On Wed, 14 May 2014, Matthew Fortune wrote:

> Thanks for the feedback. Comments inline.
> 
> Joseph Myers <joseph@codesourcery.com> writes:
> > On Wed, 14 May 2014, Matthew Fortune wrote:
> > 
> > > I have not yet tested all the FP ABI combinations but have covered the
> > > ones which are related to FPXX. I am working through the rest as well
> > > as n32/n64 ABIs.
> > 
> > I'd like to understand how all the various combinations of ABIs of objects
> > and old and new compilers, binutils and libc (and kernel?) work.  Could
> > you add information to the wiki page
> > <https://dmz-portal.mips.com/wiki/MIPS_O32_ABI_-_FR0_and_FR1_Interlinking>
> > about this?
> 
> Absolutely. I tried to keep the information on compatibility specifically
> about the three (fp32, fpxx, fp64) ABIs as newly defined. This is
> mainly so that the spec can be applied to any set of tools regardless of
> specific implementation issues. I still ended up with some GCC/binutils/glibc
> centric ideas in there but that was not intentional.

Indeed, that page seems to do rather better on how things work with 
all-new objects, than on what happens with old objects, or objects built 
with one of GCC and binutils new and the other old.

> I have not proposed any such logic. My opinion is that this is not a
> critical thing to have but if we can find a sensible solution then
> that is fine. Other aspects of this work improve the error checking that
> I do not believe any existing dynamic linker handles i.e. checking that
> soft and hard float shared libraries/executables are not linked. 
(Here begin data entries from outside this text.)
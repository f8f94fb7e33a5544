//! Dashboard view-model
//!
//! Holds what the new-tab page renders: categories with their links, the
//! selected category, the background image id and the search engine.
//! Mutations go through the services and are followed by a refresh.

use crate::app::AppState;
use crate::database::{CategoryInfo, SearchEngine};
use crate::error::Result;

pub struct Dashboard {
    state: AppState,
    categories: Vec<CategoryInfo>,
    current_category_id: Option<String>,
    background_image_id: Option<String>,
    search_engine: SearchEngine,
}

impl Dashboard {
    /// Apply first-run defaults and load everything
    pub async fn load(state: AppState) -> Result<Self> {
        state.initialize().await?;

        let mut dashboard = Self {
            state,
            categories: Vec::new(),
            current_category_id: None,
            background_image_id: None,
            search_engine: SearchEngine::default(),
        };
        dashboard.on_focus().await?;

        Ok(dashboard)
    }

    /// Reload categories and their links.
    ///
    /// The selection survives if its category still exists; otherwise the
    /// first category is selected.
    pub async fn refresh(&mut self) -> Result<()> {
        let categories = self.state.categories.get_all_categories().await?;

        let mut infos = Vec::with_capacity(categories.len());
        for category in categories {
            let links = self.state.links.get_links_by_parent(&category.id).await?;
            infos.push(CategoryInfo { category, links });
        }

        let selection_valid = self
            .current_category_id
            .as_deref()
            .is_some_and(|id| infos.iter().any(|info| info.category.id == id));
        if !selection_valid {
            self.current_category_id = infos.first().map(|info| info.category.id.clone());
        }

        self.categories = infos;
        tracing::debug!("Dashboard refreshed: {} categories", self.categories.len());
        Ok(())
    }

    /// Full reload, as when the tab regains focus
    pub async fn on_focus(&mut self) -> Result<()> {
        self.refresh().await?;
        self.reload_background().await?;
        self.refresh_search_engine().await?;
        Ok(())
    }

    pub fn categories(&self) -> &[CategoryInfo] {
        &self.categories
    }

    pub fn current_category_id(&self) -> Option<&str> {
        self.current_category_id.as_deref()
    }

    pub fn current_category(&self) -> Option<&CategoryInfo> {
        let id = self.current_category_id.as_deref()?;
        self.categories.iter().find(|info| info.category.id == id)
    }

    /// Select a loaded category; `false` if no such category
    pub fn select_category(&mut self, id: &str) -> bool {
        if self.categories.iter().any(|info| info.category.id == id) {
            self.current_category_id = Some(id.to_string());
            true
        } else {
            false
        }
    }

    pub async fn update_category_order(&mut self, drag_index: usize, hover_index: usize) -> Result<()> {
        self.state
            .categories
            .update_category_order(drag_index, hover_index)
            .await?;
        self.refresh().await
    }

    pub async fn update_link_order(
        &mut self,
        parent_id: &str,
        drag_index: usize,
        hover_index: usize,
    ) -> Result<()> {
        self.state
            .links
            .update_link_order(parent_id, drag_index, hover_index)
            .await?;
        self.refresh().await
    }

    pub fn background_image_id(&self) -> Option<&str> {
        self.background_image_id.as_deref()
    }

    /// Re-read the background record; `true` only when its id changed
    pub async fn reload_background(&mut self) -> Result<bool> {
        let id = self
            .state
            .system
            .get_background_image()
            .await?
            .map(|record| record.id);

        if id == self.background_image_id {
            return Ok(false);
        }

        tracing::debug!("Background image changed: {:?}", id);
        self.background_image_id = id;
        Ok(true)
    }

    pub fn search_engine(&self) -> SearchEngine {
        self.search_engine
    }

    pub async fn set_search_engine(&mut self, engine: SearchEngine) -> Result<()> {
        self.state.system.update_search_engine(engine).await?;
        self.search_engine = engine;
        Ok(())
    }

    pub async fn refresh_search_engine(&mut self) -> Result<()> {
        self.search_engine = self
            .state
            .system
            .get_search_engine()
            .await?
            .unwrap_or_default();
        Ok(())
    }
}
//! Services module
//!
//! Business logic services that coordinate between the dashboard and the repository.

pub mod backup;
pub mod categories;
pub mod favicon;
pub mod link_groups;
pub mod links;
pub mod ordering;
pub mod search;
pub mod system;

pub use backup::{BackupFile, BackupService, ExportData, ImportSummary};
pub use categories::{CascadeHandle, CategoriesService, CategoryDeletion};
pub use favicon::{favicon_candidates, FaviconService};
pub use link_groups::LinkGroupsService;
pub use links::{normalize_url, LinksService};
pub use search::resolve_query;
pub use system::SystemService;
The mood now is to do better in future for such cases by expecting each 
new ABI (even for a new architecture) to have a unique dynamic linker 
name.  (Of course that doesn't help for existing MIPS ABIs where the 
dynamic linker names are already fixed.)

> > (It's possible the old-dynamic-linker case can be handled by setting the
> > ABI version, depending on how far the bitrot discussed in
> > <https://sourceware.org/ml/libc-alpha/2014-01/msg00375.html> (which I
> > referred to in <https://sourceware.org/ml/binutils/2014-04/msg00237.html>)
> > extends.  Or if that won't work, making FR=1 objects contain a reference
> > to a new symbol glibc exports at version GLIBC_2.20 would work.)
> 
> I'd be happy with setting a new ABI version for FP64. Reading through the
> code it looks like this will lead to existing dynamic linkers rejecting
> the ELF so could work nicely. I'd be somewhat wary of having to do something
> like reference a new symbol to get the desired behaviour. I'll make sure to
> discuss this with Richard on the binutils thread if he is not following this
> thread in detail.

I suspect some bitrot in the existing feature may well need fixing first 
(whether in binutils or glibc), but it's certainly the natural feature to 
use if possible, being intended to ensure that binaries using new ELF 
features are rejected by older dynamic linkers.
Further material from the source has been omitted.